▶ Assignment: Every line below between the line holding "repository 8bef406db7f1d56e" and the line holding "use crate::Result;", inclusive, should be repeated exactly, and all other lines omitted.

⁂

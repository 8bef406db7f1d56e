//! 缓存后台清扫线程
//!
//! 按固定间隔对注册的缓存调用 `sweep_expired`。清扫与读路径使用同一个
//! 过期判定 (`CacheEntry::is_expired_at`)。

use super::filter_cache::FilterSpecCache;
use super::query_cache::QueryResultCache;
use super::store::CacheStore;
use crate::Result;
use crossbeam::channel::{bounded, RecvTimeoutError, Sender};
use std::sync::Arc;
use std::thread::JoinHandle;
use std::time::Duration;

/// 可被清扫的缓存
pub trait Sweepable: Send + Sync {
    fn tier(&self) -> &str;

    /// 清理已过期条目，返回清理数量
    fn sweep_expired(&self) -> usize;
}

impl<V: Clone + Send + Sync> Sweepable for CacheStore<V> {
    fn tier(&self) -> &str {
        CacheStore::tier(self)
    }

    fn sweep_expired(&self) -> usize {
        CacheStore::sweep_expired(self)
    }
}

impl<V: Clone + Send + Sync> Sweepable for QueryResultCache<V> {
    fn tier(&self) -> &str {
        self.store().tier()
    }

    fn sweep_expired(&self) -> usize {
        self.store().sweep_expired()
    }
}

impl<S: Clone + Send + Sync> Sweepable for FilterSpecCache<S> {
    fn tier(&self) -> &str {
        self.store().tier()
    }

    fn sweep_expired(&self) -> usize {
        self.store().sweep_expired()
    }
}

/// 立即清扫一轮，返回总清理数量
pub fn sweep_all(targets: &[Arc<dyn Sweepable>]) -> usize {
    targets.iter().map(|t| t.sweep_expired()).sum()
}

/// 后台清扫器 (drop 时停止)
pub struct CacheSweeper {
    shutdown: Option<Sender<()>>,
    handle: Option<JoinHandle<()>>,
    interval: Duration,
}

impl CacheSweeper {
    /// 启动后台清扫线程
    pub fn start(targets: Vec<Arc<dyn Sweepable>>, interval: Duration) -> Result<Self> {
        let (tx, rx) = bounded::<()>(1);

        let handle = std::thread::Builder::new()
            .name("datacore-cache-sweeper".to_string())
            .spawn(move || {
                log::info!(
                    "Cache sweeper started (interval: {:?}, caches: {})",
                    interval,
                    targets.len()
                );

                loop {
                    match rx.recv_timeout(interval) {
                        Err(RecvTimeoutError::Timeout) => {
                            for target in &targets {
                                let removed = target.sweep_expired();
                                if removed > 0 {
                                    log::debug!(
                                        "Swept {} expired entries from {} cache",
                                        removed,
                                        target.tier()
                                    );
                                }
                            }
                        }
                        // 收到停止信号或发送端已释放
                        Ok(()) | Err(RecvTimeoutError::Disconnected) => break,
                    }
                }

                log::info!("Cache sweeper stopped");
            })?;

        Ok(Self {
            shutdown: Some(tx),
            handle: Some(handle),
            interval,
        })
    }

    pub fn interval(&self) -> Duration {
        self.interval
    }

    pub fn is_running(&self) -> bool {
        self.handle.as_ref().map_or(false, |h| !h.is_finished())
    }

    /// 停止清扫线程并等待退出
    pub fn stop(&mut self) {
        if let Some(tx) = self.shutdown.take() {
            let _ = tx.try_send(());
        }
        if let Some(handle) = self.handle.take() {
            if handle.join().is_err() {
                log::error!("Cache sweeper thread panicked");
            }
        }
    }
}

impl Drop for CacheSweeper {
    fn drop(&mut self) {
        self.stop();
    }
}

⁂

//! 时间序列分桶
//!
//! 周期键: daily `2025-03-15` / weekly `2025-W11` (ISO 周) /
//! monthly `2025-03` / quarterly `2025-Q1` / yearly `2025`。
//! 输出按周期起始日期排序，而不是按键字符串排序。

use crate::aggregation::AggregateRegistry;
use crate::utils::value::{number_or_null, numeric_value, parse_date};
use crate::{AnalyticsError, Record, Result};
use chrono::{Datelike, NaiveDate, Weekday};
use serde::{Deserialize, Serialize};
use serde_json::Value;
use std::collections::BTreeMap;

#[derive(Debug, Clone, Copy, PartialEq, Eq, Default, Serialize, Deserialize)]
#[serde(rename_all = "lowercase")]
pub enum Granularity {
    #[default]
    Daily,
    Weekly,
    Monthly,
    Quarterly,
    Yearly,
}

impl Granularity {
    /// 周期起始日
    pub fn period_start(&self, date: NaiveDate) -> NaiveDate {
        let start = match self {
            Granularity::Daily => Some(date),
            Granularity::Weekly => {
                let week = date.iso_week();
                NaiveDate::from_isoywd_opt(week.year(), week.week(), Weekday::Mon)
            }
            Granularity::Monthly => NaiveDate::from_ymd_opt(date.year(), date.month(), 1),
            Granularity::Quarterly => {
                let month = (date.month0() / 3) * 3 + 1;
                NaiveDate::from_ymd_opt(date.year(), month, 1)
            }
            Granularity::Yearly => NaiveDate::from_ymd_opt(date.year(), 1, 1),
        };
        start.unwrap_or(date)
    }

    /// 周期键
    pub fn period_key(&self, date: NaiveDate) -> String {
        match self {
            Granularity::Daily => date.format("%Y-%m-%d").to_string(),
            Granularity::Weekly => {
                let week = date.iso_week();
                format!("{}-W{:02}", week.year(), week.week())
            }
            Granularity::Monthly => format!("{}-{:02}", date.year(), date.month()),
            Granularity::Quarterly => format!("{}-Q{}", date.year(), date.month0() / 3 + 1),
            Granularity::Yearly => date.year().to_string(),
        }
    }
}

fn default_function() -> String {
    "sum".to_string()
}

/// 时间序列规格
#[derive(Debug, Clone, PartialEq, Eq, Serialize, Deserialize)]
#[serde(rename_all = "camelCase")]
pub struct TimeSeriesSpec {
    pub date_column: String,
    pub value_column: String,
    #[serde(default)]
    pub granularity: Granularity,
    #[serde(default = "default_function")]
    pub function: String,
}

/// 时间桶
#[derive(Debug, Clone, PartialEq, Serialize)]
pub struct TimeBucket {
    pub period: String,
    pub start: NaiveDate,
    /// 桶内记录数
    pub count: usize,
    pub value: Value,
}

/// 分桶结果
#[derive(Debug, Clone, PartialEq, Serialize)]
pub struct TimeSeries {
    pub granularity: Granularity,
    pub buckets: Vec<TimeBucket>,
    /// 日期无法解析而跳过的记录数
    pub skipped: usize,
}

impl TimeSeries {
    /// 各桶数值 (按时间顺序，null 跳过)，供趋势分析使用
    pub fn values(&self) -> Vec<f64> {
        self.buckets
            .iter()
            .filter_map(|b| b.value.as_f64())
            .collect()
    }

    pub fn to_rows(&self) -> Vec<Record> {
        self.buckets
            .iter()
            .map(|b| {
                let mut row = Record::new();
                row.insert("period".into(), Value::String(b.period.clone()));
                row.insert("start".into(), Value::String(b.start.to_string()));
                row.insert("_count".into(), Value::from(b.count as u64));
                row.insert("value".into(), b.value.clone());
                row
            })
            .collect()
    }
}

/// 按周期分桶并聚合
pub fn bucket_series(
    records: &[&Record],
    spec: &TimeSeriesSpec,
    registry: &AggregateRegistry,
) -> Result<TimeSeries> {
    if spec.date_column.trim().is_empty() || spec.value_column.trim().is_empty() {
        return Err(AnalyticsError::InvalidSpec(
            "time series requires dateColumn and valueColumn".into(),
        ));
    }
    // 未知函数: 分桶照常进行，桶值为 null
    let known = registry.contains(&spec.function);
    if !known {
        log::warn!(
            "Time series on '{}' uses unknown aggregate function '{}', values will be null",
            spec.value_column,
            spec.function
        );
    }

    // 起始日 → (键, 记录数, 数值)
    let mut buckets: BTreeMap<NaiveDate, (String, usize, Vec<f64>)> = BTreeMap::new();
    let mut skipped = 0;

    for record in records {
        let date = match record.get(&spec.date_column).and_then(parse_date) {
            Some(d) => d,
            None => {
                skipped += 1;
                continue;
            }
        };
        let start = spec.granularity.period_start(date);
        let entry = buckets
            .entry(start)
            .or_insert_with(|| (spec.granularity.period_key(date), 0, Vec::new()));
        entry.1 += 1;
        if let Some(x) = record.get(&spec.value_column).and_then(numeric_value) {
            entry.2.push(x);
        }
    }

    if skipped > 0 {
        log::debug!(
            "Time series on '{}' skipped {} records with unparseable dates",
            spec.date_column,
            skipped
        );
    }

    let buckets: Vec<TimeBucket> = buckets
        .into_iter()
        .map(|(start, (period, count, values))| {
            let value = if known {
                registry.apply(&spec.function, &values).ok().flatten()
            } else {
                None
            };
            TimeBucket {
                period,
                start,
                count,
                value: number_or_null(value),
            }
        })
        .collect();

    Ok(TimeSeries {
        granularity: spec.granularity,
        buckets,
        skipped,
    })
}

⁂

▶ Problem solution:
repository 8bef406db7f1d56e
//! 缓存后台清扫线程
//!
//! 按固定间隔对注册的缓存调用 `sweep_expired`。清扫与读路径使用同一个
//! 过期判定 (`CacheEntry::is_expired_at`)。

use super::filter_cache::FilterSpecCache;
use super::query_cache::QueryResultCache;
use super::store::CacheStore;
use crate::Result;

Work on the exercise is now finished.